ビジネスをスタートする際、お客さまが自身の店舗や商品を選択するための目印を決定することは重要です。その特徴的な指標として活用できるのが商標です。商標には、店舗名、商品名を指定する文字、ロゴ、マークなどが含まれます。
商標を初めて使用した場合でも、特許庁で商標登録をしていないと、他者に商標権を持たれてしまうリスクが存在します。
一見、自分が被害者のように思えますが、法律では、先に特許庁で権利を取得した他者が正当な権利者となります。
つまり、商標登録を怠って他者に商標権を持たれてしまうと、法的には自分が不正行為を犯した立場になります。
ビジネスの初期段階では、自身の店舗名や商品マークに権利を設定することを知らない方が多いです。ビジネスが大きくなって初めて商標が模倣されていると気づき、商標登録について調査し始める方が多いのです。
商標についての問題は、ビジネス開始時に商標権を取得していれば防げることがほとんどです。この失敗を防ぐために、ここでは商標権を初めて取得するまでの手順の概要を説明します。
1. 審査に合格できる商標の調査検索
商標を使用しているだけでは商標権を取得することはできません。そのため、特許庁に権利を申請するための手続きが必要となります。
しかし、審査を通過しない商標を申請しても時間と費用が無駄になるため、先に特許庁の審査基準を満たす商標であるかを調査することが必要です。
審査に通過しない典型的な商標の例は以下の通りです。
- 既に登録されている商標と同じか類似の商標
- 一般的に必要とされる地名や商品の内容を説明する商標
- 登録はされていないが、有名な商標と混同しやすい商標
他者の商標権を侵害するような商標は登録されません。そのため、特許庁の審査を通過して登録されれば、登録が無効になるか取り消されるまで他人の商標権を侵害しないという保証が得られます。
どの商標が審査を通過するのかを知るために、事前の商標調査で傾向を掴むことが重要です。
なお、商標の検索は、特許庁の特許情報プラットフォームを利用し、インターネットで無料で行うことが可能です。
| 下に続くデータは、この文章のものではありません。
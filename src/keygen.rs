//! Top-level key pair generation
//!
//! Ed25519 is preferred. If the generator reports it as unsupported, a single
//! RSA-4096 attempt is made; any other failure propagates unchanged.

use serde::Serialize;
use tracing::{info, warn};

use crate::crypto::{Generated, KeyAlgorithm, KeyGenerator, RawKeyPair};
use crate::error::{Result, SshKeyError};
use crate::ssh::{ed25519, parse_rsa_private_key, rsa};

#[derive(Debug, Clone, Copy, PartialEq, Eq, Serialize)]
pub enum KeyType {
    #[serde(rename = "Ed25519")]
    Ed25519,
    #[serde(rename = "RSA-4096")]
    Rsa4096,
}

impl KeyType {
    pub fn as_str(&self) -> &'static str {
        match self {
            KeyType::Ed25519 => "Ed25519",
            KeyType::Rsa4096 => "RSA-4096",
        }
    }
}

impl std::fmt::Display for KeyType {
    fn fmt(&self, f: &mut std::fmt::Formatter<'_>) -> std::fmt::Result {
        f.write_str(self.as_str())
    }
}

/// Conventional file name for a private key of this type
pub fn key_file_name(key_type: KeyType) -> &'static str {
    match key_type {
        KeyType::Ed25519 => "id_ed25519",
        KeyType::Rsa4096 => "id_rsa",
    }
}

/// A generated key pair in OpenSSH text form
#[derive(Clone, Serialize)]
#[serde(rename_all = "camelCase")]
pub struct SshKeyPair {
    /// `<algorithm> <base64> [comment]`, no trailing newline
    pub public_key: String,
    /// Armored OpenSSH v1 private key, ending in a newline
    pub private_key: String,
    pub key_type: KeyType,
}

impl std::fmt::Debug for SshKeyPair {
    fn fmt(&self, f: &mut std::fmt::Formatter<'_>) -> std::fmt::Result {
        f.debug_struct("SshKeyPair")
            .field("public_key", &self.public_key)
            .field("private_key", &"[REDACTED]")
            .field("key_type", &self.key_type)
            .finish()
    }
}

impl Drop for SshKeyPair {
    fn drop(&mut self) {
        use zeroize::Zeroize;
        self.private_key.zeroize();
    }
}

/// Generate a key pair, preferring Ed25519 and falling back to RSA-4096
pub async fn generate_ssh_key_pair<G>(generator: &G, comment: &str) -> Result<SshKeyPair>
where
    G: KeyGenerator + ?Sized,
{
    match generator.generate(KeyAlgorithm::Ed25519).await? {
        Generated::KeyPair(raw) => {
            info!("generated Ed25519 key pair");
            encode_ed25519(&raw, comment)
        }
        Generated::Unsupported => {
            warn!("Ed25519 is not supported, falling back to RSA-4096");
            match generator.generate(KeyAlgorithm::Rsa4096).await? {
                Generated::KeyPair(raw) => {
                    info!("generated RSA-4096 key pair");
                    encode_rsa(&raw, comment)
                }
                Generated::Unsupported => Err(SshKeyError::NoSupportedAlgorithm),
            }
        }
    }
}

/// Whether the generator can produce Ed25519 keys. Errors count as "no".
pub async fn supports_ed25519<G>(generator: &G) -> bool
where
    G: KeyGenerator + ?Sized,
{
    matches!(
        generator.generate(KeyAlgorithm::Ed25519).await,
        Ok(Generated::KeyPair(_))
    )
}

fn encode_ed25519(raw: &RawKeyPair, comment: &str) -> Result<SshKeyPair> {
    let public: &[u8; ed25519::KEY_LEN] = raw.public_key.as_slice().try_into().map_err(|_| {
        SshKeyError::KeyExportFailed(format!(
            "Ed25519 public key is {} bytes, expected {}",
            raw.public_key.len(),
            ed25519::KEY_LEN
        ))
    })?;
    let seed: &[u8; ed25519::KEY_LEN] = raw.private_key[..].try_into().map_err(|_| {
        SshKeyError::KeyExportFailed(format!(
            "Ed25519 seed is {} bytes, expected {}",
            raw.private_key.len(),
            ed25519::KEY_LEN
        ))
    })?;

    Ok(SshKeyPair {
        public_key: ed25519::encode_public_key(public, comment),
        private_key: ed25519::encode_private_key(seed, public, comment),
        key_type: KeyType::Ed25519,
    })
}

fn encode_rsa(raw: &RawKeyPair, comment: &str) -> Result<SshKeyPair> {
    let components = parse_rsa_private_key(&raw.private_key)?;

    Ok(SshKeyPair {
        public_key: rsa::encode_public_key(&components.n, &components.e, comment),
        private_key: rsa::encode_private_key(&components, comment),
        key_type: KeyType::Rsa4096,
    })
}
使い方は、特許情報プラットフォームの上部に記載されているヘルプデスクに電話すれば丁寧に案内してもらえます。
2. 商標権取得の手続申請
適切な商標が確定したら、必要な情報を詳細に記載した申請書を特許庁に提出します。申請書には、出願者の情報、商標の文字・図形・記号など、そして商標を使用する業種範囲などを含める必要があります。
また申請にあたり、商品やサービスの分類区分ごとに権利範囲を定め、それに応じた手数料を特許庁に支払う必要があります。料金の詳細は特許庁のウェブサイトで、「特許庁 料金計算」などのキーワードで検索し、確認できます。
3. 方式審査
申請書の内容が法律に適合しているか、手数料の支払いに問題がないかなど、形式的なチェックが行われます。何か問題があった場合には、特許庁からの指示通知がありますので、対応が求められます。この指示には、対応が必要な期間が明示されています。
指示通知に対して反応しないと、申請は却下されます。従って、指示通知を見逃さないように気をつけましょう。
4. 内容実体審査
次に、特許庁の審査官が申請内容を実質的に審査します。この審査が承認されるまで、しばらく待つ必要があります。この審査期間は、数ヶ月から1年程度かかることがあります。
審査に通過するための要件を満たしていない場合、拒絶理由通知が送られてきます。通知に記載された拒否の理由を解決しないと、拒絶と判断されます。拒絶とされた場合には、拒絶査定不服審判を申し立て、再度対応を試みることが可能です。
拒絶理由通知には、対応するための期限が定められています。その期限までに適切な対応を行いましょう。
5. 登録プロセス
審査に無事合格した場合、指定の期間内に登録の手続きを完了させることが求められます。
登録には、商品やサービスの分類区分数に応じた料金を特許庁に支払う必要があります。
料金の詳細は、出願時と同じく、特許庁のウェブサイトで「特許庁 料金計算」などと検索することで確認可能です。
6. 商標権の付与
登録の手続きが完了し、特許庁による権利設定が終了すると、商標登録証が送られてきます。この登録証には、登録日や登録番号などが記載されています。
商標権は更新手続きを通じて、何度でも期間を延長することが可能です。権利が失効しないように、期限切れ前に更新手続きを行いましょう。
これらの手続きを通じて、商標権は法的に保護され、あなたのビジネスは他者による不適切な使用から守られます。
初めて商標権を取得する方でも、上記の手順に従えば商標権を得ることが可能です。ただし、法律の専門知識が必要な場合もあるため、不明点がある場合は専門家に相談することを推奨します。
商標権は、ビジネスを保護し、ブランドを強化するための重要なステップです。しっかりと準備を行い、あなたのビジネスが成功するようにしましょう。